- [EXERCISE REQUIREMENTS]
Please output exactly the lines of the material from the first through the line containing "raw.chars()", and nothing more.

- [GIVEN RECORDS]
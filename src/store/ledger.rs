//! [`DeploymentLedger`]: typed access to the metadata key layout.
//!
//! ```text
//! argocd-deploy:<app>:deployment          JSON DeploymentRecord
//! argocd-deploy:<app>:history:<id>        success | failed
//! argocd-deploy/<app>/decision            rollback | accept
//! ```
//!
//! The decision key doubles as a block step field key, so it is limited
//! to letters, digits, `/`, `-` and `_`.

use crate::error::DeployError;
use crate::store::{DeploymentRecord, HistoryOutcome, MetadataStore};
use tracing::{debug, warn};

const KEY_PREFIX: &str = "argocd-deploy";

pub fn record_key(app: &str) -> String {
    format!("{}:{}:deployment", KEY_PREFIX, app)
}

pub fn history_key(app: &str, history_id: u64) -> String {
    format!("{}:{}:history:{}", KEY_PREFIX, app, history_id)
}

pub fn decision_key(app: &str) -> String {
    format!("{}/{}/decision", KEY_PREFIX, key_safe(app))
}

/// `raw` with everything outside `[A-Za-z0-9_-]` replaced by `-`.
pub fn key_safe(raw: &str) -> String {
    raw.chars()
        .map(|c| if c.is_ascii_alphanumeric() || c == '-' || c == '_' { c } else { '-' })
        .collect()
}

/// Reads and writes deployment records and per-history outcomes.
pub struct DeploymentLedger<'a> {
    store: &'a dyn MetadataStore,
}

impl<'a> DeploymentLedger<'a> {
    pub fn new(store: &'a dyn MetadataStore) -> Self {
        Self { store }
    }

    /// Load the record for `app`.
    ///
    /// A record that no longer parses is treated as absent: it is a hint,
    /// not a source of truth.
    pub async fn load_record(&self, app: &str) -> Result<Option<DeploymentRecord>, DeployError> {
        let Some(raw) = self.store.get(&record_key(app)).await? else {
            return Ok(None);
        };
        match serde_json::from_str(&raw) {
            Ok(record) => Ok(Some(record)),
            Err(e) => {
                warn!(app = %app, error = %e, "ignoring unreadable deployment record");
                Ok(None)
            }
        }
    }

    pub async fn save_record(&self, record: &DeploymentRecord) -> Result<(), DeployError> {
        let json = serde_json::to_string(record)
            .map_err(|e| DeployError::Storage(format!("failed to serialize record: {}", e)))?;
        debug!(app = %record.app, status = record.status.as_str(), "saving deployment record");
        self.store.set(&record_key(&record.app), &json).await
    }

    /// Recorded previous version for `app`, if any.
    pub async fn previous_version(&self, app: &str) -> Result<Option<u64>, DeployError> {
        Ok(self.load_record(app).await?.and_then(|r| r.previous_version))
    }

    pub async fn history_outcome(
        &self,
        app: &str,
        history_id: u64,
    ) -> Result<Option<HistoryOutcome>, DeployError> {
        let raw = self.store.get(&history_key(app, history_id)).await?;
        Ok(raw.as_deref().and_then(HistoryOutcome::parse))
    }

    pub async fn record_outcome(
        &self,
        app: &str,
        history_id: u64,
        outcome: HistoryOutcome,
    ) -> Result<(), DeployError> {
        debug!(app = %app, history_id, outcome = outcome.as_str(), "recording history outcome");
        self.store
            .set(&history_key(app, history_id), outcome.as_str())
            .await
    }
}
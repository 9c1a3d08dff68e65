use std::path::PathBuf;

use rand::rngs::StdRng;
use rand::{Rng, SeedableRng};
use tracing::{debug, info};

use crate::excuse::{sentence, sentence_from, Vocabulary};
use crate::grammar::Node;
use crate::parser::load_vocabulary;
use crate::utils::Result;
use crate::writer::Writer;

/// Configuration options for excuse generation
#[derive(Debug, Clone, Default)]
pub struct GeneratorConfig {
    /// Fixed seed for reproducible output; entropy is used when unset
    pub seed: Option<u64>,
    /// Built-in excuse set
    pub vocabulary: Vocabulary,
    /// File of causes replacing the built-in ones
    pub causes_file: Option<PathBuf>,
}

/// Expands an excuse grammar into normalized sentences
#[derive(Debug, Clone)]
pub struct Generator {
    root: Node,
    config: GeneratorConfig,
}

impl Default for Generator {
    fn default() -> Self {
        Self::new()
    }
}

impl Generator {
    /// Create a generator over the classic grammar
    pub fn new() -> Self {
        Generator {
            root: sentence(),
            config: GeneratorConfig::default(),
        }
    }

    /// Create a generator with custom configuration
    pub fn with_config(config: GeneratorConfig) -> Result<Self> {
        let cause = match &config.causes_file {
            Some(path) => load_vocabulary(path)?,
            None => config.vocabulary.cause()?,
        };
        let root = sentence_from(config.vocabulary.statement(), cause);
        info!(
            vocabulary = ?config.vocabulary,
            causes_file = ?config.causes_file,
            outcomes = root.count(),
            "grammar ready"
        );
        Ok(Generator { root, config })
    }

    /// Create a generator over an arbitrary grammar
    pub fn from_root(root: Node) -> Self {
        Generator {
            root,
            config: GeneratorConfig::default(),
        }
    }

    /// The grammar being expanded
    pub fn root(&self) -> &Node {
        &self.root
    }

    /// The configuration in use
    pub fn config(&self) -> &GeneratorConfig {
        &self.config
    }

    /// A fresh random source, seeded from the configured seed or from system entropy
    pub fn rng(&self) -> StdRng {
        match self.config.seed {
            Some(seed) => {
                debug!(seed, "seeding from configured seed");
                StdRng::seed_from_u64(seed)
            }
            None => {
                debug!("seeding from system entropy");
                StdRng::from_entropy()
            }
        }
    }

    /// Generate one excuse with the given random source.
    ///
    /// The rendered line gets its first letter upper-cased.
    pub fn generate_with<R: Rng + ?Sized>(&self, rng: &mut R) -> String {
        let mut out = Writer::new();
        self.root.expand(&mut out, rng);
        debug!(tokens = out.tokens().len(), "expanded");
        capitalize(&out.render())
    }

    /// Generate one excuse from a freshly seeded source
    pub fn generate(&self) -> String {
        let mut rng = self.rng();
        self.generate_with(&mut rng)
    }

    /// Generate `count` excuses drawn from a single seeded source
    pub fn generate_many(&self, count: usize) -> Vec<String> {
        let mut rng = self.rng();
        (0..count).map(|_| self.generate_with(&mut rng)).collect()
    }
}

fn capitalize(text: &str) -> String {
    let mut chars = text.chars();
    match chars.next() {
        Some(first) => first.to_uppercase().chain(chars).collect(),
        None => String::new(),
    }
}
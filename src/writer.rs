use std::sync::OnceLock;

use regex::Regex;

fn spaces() -> &'static Regex {
    static SPACES: OnceLock<Regex> = OnceLock::new();
    SPACES.get_or_init(|| Regex::new(r" {2,}").expect("valid regex"))
}

/// Ordered collector of the tokens emitted while expanding a grammar
#[derive(Debug, Clone, Default, PartialEq, Eq)]
pub struct Writer {
    tokens: Vec<String>,
}

impl Writer {
    /// Create an empty writer
    pub fn new() -> Self {
        Writer { tokens: Vec::new() }
    }

    /// Append a token
    pub fn write(&mut self, token: &str) {
        self.tokens.push(token.to_string());
    }

    /// The tokens written so far, in order
    pub fn tokens(&self) -> &[String] {
        &self.tokens
    }

    /// Whether nothing was written yet
    pub fn is_empty(&self) -> bool {
        self.tokens.is_empty()
    }

    /// Render the tokens as one line.
    ///
    /// Tokens are joined with single spaces, then every run of spaces is
    /// collapsed and the result trimmed. The writer itself is left untouched.
    pub fn render(&self) -> String {
        let joined = self.tokens.join(" ");
        spaces().replace_all(&joined, " ").trim().to_string()
    }
}

#[cfg(test)]
mod tests {
    use super::*;

    #[test]
    fn test_empty_writer_renders_empty_string() {
        let out = Writer::new();
        assert!(out.is_empty());
        assert_eq!(out.render(), "");
    }

    #[test]
    fn test_render_collapses_and_trims() {
        let mut out = Writer::new();
        for token in ["  Gonna miss the meeting", " ", "since", " ", "", "I had a hard time last night  ", " "] {
            out.write(token);
        }
        assert_eq!(
            out.render(),
            "Gonna miss the meeting since I had a hard time last night"
        );
    }

    #[test]
    fn test_render_keeps_tokens_verbatim() {
        let mut out = Writer::new();
        out.write("it's shower day and ... it takes time");
        assert_eq!(out.tokens(), ["it's shower day and ... it takes time"]);
        assert_eq!(out.render(), "it's shower day and ... it takes time");
    }

    #[test]
    fn test_render_is_idempotent() {
        let mut out = Writer::new();
        out.write("thus");
        out.write(" ");
        out.write("Going to miss the meeting");

        let first = out.render();
        let second = out.render();
        assert_eq!(first, second);
        assert_eq!(out.tokens().len(), 3);
    }
}
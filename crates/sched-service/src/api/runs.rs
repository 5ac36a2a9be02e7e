//! Read-only Run / Attempt endpoints.

use axum::extract::{Path, State};
use axum::http::StatusCode;
use axum::response::{IntoResponse, Json};
use uuid::Uuid;

use crate::api::api_error;
use crate::state::AppState;

pub async fn get_run(State(state): State<AppState>, Path(id): Path<Uuid>) -> impl IntoResponse {
    match state.store.get_run(&id).await {
        Some(run) => Json(serde_json::json!({ "run": run })).into_response(),
        None => api_error(StatusCode::NOT_FOUND, "run not found"),
    }
}

pub async fn list_runs_for_schedule(State(state): State<AppState>, Path(id): Path<Uuid>) -> impl IntoResponse {
    if state.store.get_schedule(&id).await.is_none() {
        return api_error(StatusCode::NOT_FOUND, "schedule not found");
    }
    let runs = state.store.list_runs_for_schedule(&id).await;
    Json(serde_json::json!({ "runs": runs, "count": runs.len() })).into_response()
}

pub async fn list_attempts(State(state): State<AppState>, Path(id): Path<Uuid>) -> impl IntoResponse {
    if state.store.get_run(&id).await.is_none() {
        return api_error(StatusCode::NOT_FOUND, "run not found");
    }
    let attempts = state.store.list_attempts_for_run(&id).await;
    Json(serde_json::json!({ "attempts": attempts, "count": attempts.len() })).into_response()
}
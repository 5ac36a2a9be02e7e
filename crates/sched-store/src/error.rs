//! Store-local error type. Narrower than `sched_domain::Error` so callers
//! (the Scheduler, in particular) can match on `DuplicateKey` and
//! `InvalidTransition` without string comparison.

#[derive(thiserror::Error, Debug)]
pub enum StoreError {
    #[error("not found: {0}")]
    NotFound(String),

    #[error("idempotency key already exists: {0}")]
    DuplicateKey(String),

    #[error("invalid run status transition: {from:?} -> {to:?}")]
    InvalidTransition { from: String, to: String },

    #[error("IO: {0}")]
    Io(#[from] std::io::Error),

    #[error("JSON: {0}")]
    Json(#[from] serde_json::Error),
}

pub type Result<T> = std::result::Result<T, StoreError>;
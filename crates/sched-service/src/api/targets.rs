//! Target CRUD.

use std::collections::HashMap;

use axum::extract::{Path, State};
use axum::http::StatusCode;
use axum::response::{IntoResponse, Json};
use serde::Deserialize;
use uuid::Uuid;

use sched_domain::{HttpMethod, Target};

use crate::api::api_error;
use crate::state::AppState;

pub async fn list_targets(State(state): State<AppState>) -> impl IntoResponse {
    let targets = state.store.list_targets().await;
    Json(serde_json::json!({ "targets": targets, "count": targets.len() }))
}

pub async fn get_target(State(state): State<AppState>, Path(id): Path<Uuid>) -> impl IntoResponse {
    match state.store.get_target(&id).await {
        Some(target) => Json(serde_json::json!({ "target": target })).into_response(),
        None => api_error(StatusCode::NOT_FOUND, "target not found"),
    }
}

#[derive(Debug, Deserialize)]
pub struct CreateTargetRequest {
    pub name: String,
    pub url: String,
    pub method: HttpMethod,
    #[serde(default)]
    pub headers: HashMap<String, String>,
    #[serde(default)]
    pub body_template: Option<String>,
    #[serde(default)]
    pub timeout_seconds: Option<u32>,
}

pub async fn create_target(
    State(state): State<AppState>,
    Json(req): Json<CreateTargetRequest>,
) -> impl IntoResponse {
    if let Err(msg) = sched_trigger::validation::validate_url(&req.url) {
        return api_error(StatusCode::BAD_REQUEST, msg);
    }

    let timeout_seconds = req.timeout_seconds.unwrap_or(state.config.default_timeout_seconds);
    if timeout_seconds == 0 || timeout_seconds > state.config.max_timeout_seconds {
        return api_error(
            StatusCode::BAD_REQUEST,
            format!("timeout_seconds must be in 1..={}", state.config.max_timeout_seconds),
        );
    }

    let now = chrono::Utc::now();
    let target = Target {
        id: Uuid::new_v4(),
        name: req.name,
        url: req.url,
        method: req.method,
        headers: req.headers,
        body_template: req.body_template,
        timeout_seconds,
        created_at: now,
        updated_at: now,
    };

    match state.store.create_target(target).await {
        Ok(created) => (StatusCode::CREATED, Json(serde_json::json!({ "target": created }))).into_response(),
        Err(e) => api_error(StatusCode::INTERNAL_SERVER_ERROR, e.to_string()),
    }
}

#[derive(Debug, Deserialize)]
pub struct UpdateTargetRequest {
    pub name: Option<String>,
    pub url: Option<String>,
    pub method: Option<HttpMethod>,
    pub headers: Option<HashMap<String, String>>,
    pub body_template: Option<Option<String>>,
    pub timeout_seconds: Option<u32>,
}

pub async fn update_target(
    State(state): State<AppState>,
    Path(id): Path<Uuid>,
    Json(req): Json<UpdateTargetRequest>,
) -> impl IntoResponse {
    if let Some(ref url) = req.url {
        if let Err(msg) = sched_trigger::validation::validate_url(url) {
            return api_error(StatusCode::BAD_REQUEST, msg);
        }
    }
    if let Some(timeout) = req.timeout_seconds {
        if timeout == 0 || timeout > state.config.max_timeout_seconds {
            return api_error(
                StatusCode::BAD_REQUEST,
                format!("timeout_seconds must be in 1..={}", state.config.max_timeout_seconds),
            );
        }
    }

    let now = chrono::Utc::now();
    let updated = state
        .store
        .update_target(&id, |t| {
            if let Some(name) = req.name {
                t.name = name;
            }
            if let Some(url) = req.url {
                t.url = url;
            }
            if let Some(method) = req.method {
                t.method = method;
            }
            if let Some(headers) = req.headers {
                t.headers = headers;
            }
            if let Some(body_template) = req.body_template {
                t.body_template = body_template;
            }
            if let Some(timeout_seconds) = req.timeout_seconds {
                t.timeout_seconds = timeout_seconds;
            }
            t.updated_at = now;
        })
        .await;

    match updated {
        Some(target) => Json(serde_json::json!({ "target": target })).into_response(),
        None => api_error(StatusCode::NOT_FOUND, "target not found"),
    }
}

/// Disarms every schedule referencing the target before the cascading
/// delete becomes visible to readers.
pub async fn delete_target(State(state): State<AppState>, Path(id): Path<Uuid>) -> impl IntoResponse {
    if state.store.get_target(&id).await.is_none() {
        return api_error(StatusCode::NOT_FOUND, "target not found");
    }

    state.scheduler.on_target_deleted(id).await;

    match state.store.delete_target_cascade(&id).await {
        Ok(summary) => Json(serde_json::json!({
            "deleted": true,
            "schedules_removed": summary.schedules_removed,
            "runs_removed": summary.runs_removed,
            "attempts_removed": summary.attempts_removed,
        }))
        .into_response(),
        Err(e) => api_error(StatusCode::INTERNAL_SERVER_ERROR, e.to_string()),
    }
}
//! Recovery — startup reconciliation between durable state and the
//! in-memory timer set, run once before the API layer begins serving
//! traffic.
//!
//! Returns a [`RecoveryReport`] rather than only side-effecting state, so
//! the caller doesn't have to infer what a pass did from logs.

use std::sync::Arc;

use sched_domain::{Clock, ScheduleStatus};
use sched_scheduler::Scheduler;
use sched_store::Store;
use uuid::Uuid;

#[derive(Debug, Clone, Default, PartialEq, Eq)]
pub struct RecoveryReport {
    /// Runs that were `pending`/`running` at a prior crash, now `failed`.
    pub orphaned_runs: Vec<Uuid>,
    /// Active schedules successfully rearmed for a future firing.
    pub rearmed_schedules: Vec<Uuid>,
    /// Active schedules whose window had already closed; marked `completed`.
    pub completed_schedules: Vec<Uuid>,
}

/// Run the startup recovery procedure:
///
/// 1. Mark every in-flight Run (`pending`/`running`) `failed` with
///    `final_error = "orphaned by server restart"`.
/// 2. Rearm every `active` Schedule via the Scheduler, which itself
///    transitions a schedule to `completed` if its window has since closed.
///
/// Idempotent: a second pass finds no in-flight Runs left to fail, and
/// re-arming an already-armed schedule is a no-op disarm-then-rearm.
pub async fn recover(store: &Arc<Store>, scheduler: &Scheduler, clock: &Arc<dyn Clock>) -> RecoveryReport {
    let now = clock.now();

    let orphaned = store.bulk_fail_in_flight(now).await;
    let orphaned_runs: Vec<Uuid> = orphaned.iter().map(|r| r.id).collect();
    if !orphaned_runs.is_empty() {
        tracing::warn!(count = orphaned_runs.len(), "marked orphaned runs failed on recovery");
    }

    let active = store.list_active_schedules().await;
    let mut rearmed_schedules = Vec::new();
    let mut completed_schedules = Vec::new();

    for schedule in active {
        scheduler.on_schedule_created(schedule.id).await;
        match store.get_schedule(&schedule.id).await {
            Some(after) if after.status == ScheduleStatus::Completed => completed_schedules.push(schedule.id),
            Some(_) => rearmed_schedules.push(schedule.id),
            None => {}
        }
    }

    tracing::info!(
        orphaned = orphaned_runs.len(),
        rearmed = rearmed_schedules.len(),
        completed = completed_schedules.len(),
        "recovery complete"
    );

    RecoveryReport {
        orphaned_runs,
        rearmed_schedules,
        completed_schedules,
    }
}
pub mod runs;
pub mod schedules;
pub mod targets;

use axum::routing::{get, post};
use axum::Router;

use crate::state::AppState;

/// Build the HTTP/JSON API router exposing CRUD over targets/schedules
/// and read access over runs/attempts.
pub fn router() -> Router<AppState> {
    Router::new()
        .route("/v1/targets", get(targets::list_targets).post(targets::create_target))
        .route(
            "/v1/targets/:id",
            get(targets::get_target).put(targets::update_target).delete(targets::delete_target),
        )
        .route("/v1/schedules", get(schedules::list_schedules).post(schedules::create_schedule))
        .route(
            "/v1/schedules/:id",
            get(schedules::get_schedule)
                .put(schedules::update_schedule)
                .delete(schedules::delete_schedule),
        )
        .route("/v1/schedules/:id/pause", post(schedules::pause_schedule))
        .route("/v1/schedules/:id/resume", post(schedules::resume_schedule))
        .route("/v1/schedules/:id/runs", get(runs::list_runs_for_schedule))
        .route("/v1/runs/:id", get(runs::get_run))
        .route("/v1/runs/:id/attempts", get(runs::list_attempts))
}

/// Build a standardized JSON error response: `{ "error": "<message>" }`.
pub(crate) fn api_error(status: axum::http::StatusCode, message: impl Into<String>) -> axum::response::Response {
    use axum::response::IntoResponse;
    (status, axum::Json(serde_json::json!({ "error": message.into() }))).into_response()
}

- [RESULT OF THE TASK]
filename src/store/ledger.rs
//! [`DeploymentLedger`]: typed access to the metadata key layout.
//!
//! ```text
//! argocd-deploy:<app>:deployment          JSON DeploymentRecord
//! argocd-deploy:<app>:history:<id>        success | failed
//! argocd-deploy/<app>/decision            rollback | accept
//! ```
//!
//! The decision key doubles as a block step field key, so it is limited
//! to letters, digits, `/`, `-` and `_`.

use crate::error::DeployError;
use crate::store::{DeploymentRecord, HistoryOutcome, MetadataStore};
use tracing::{debug, warn};

const KEY_PREFIX: &str = "argocd-deploy";

pub fn record_key(app: &str) -> String {
    format!("{}:{}:deployment", KEY_PREFIX, app)
}

pub fn history_key(app: &str, history_id: u64) -> String {
    format!("{}:{}:history:{}", KEY_PREFIX, app, history_id)
}

pub fn decision_key(app: &str) -> String {
    format!("{}/{}/decision", KEY_PREFIX, key_safe(app))
}

/// `raw` with everything outside `[A-Za-z0-9_-]` replaced by `-`.
pub fn key_safe(raw: &str) -> String {
    raw.chars()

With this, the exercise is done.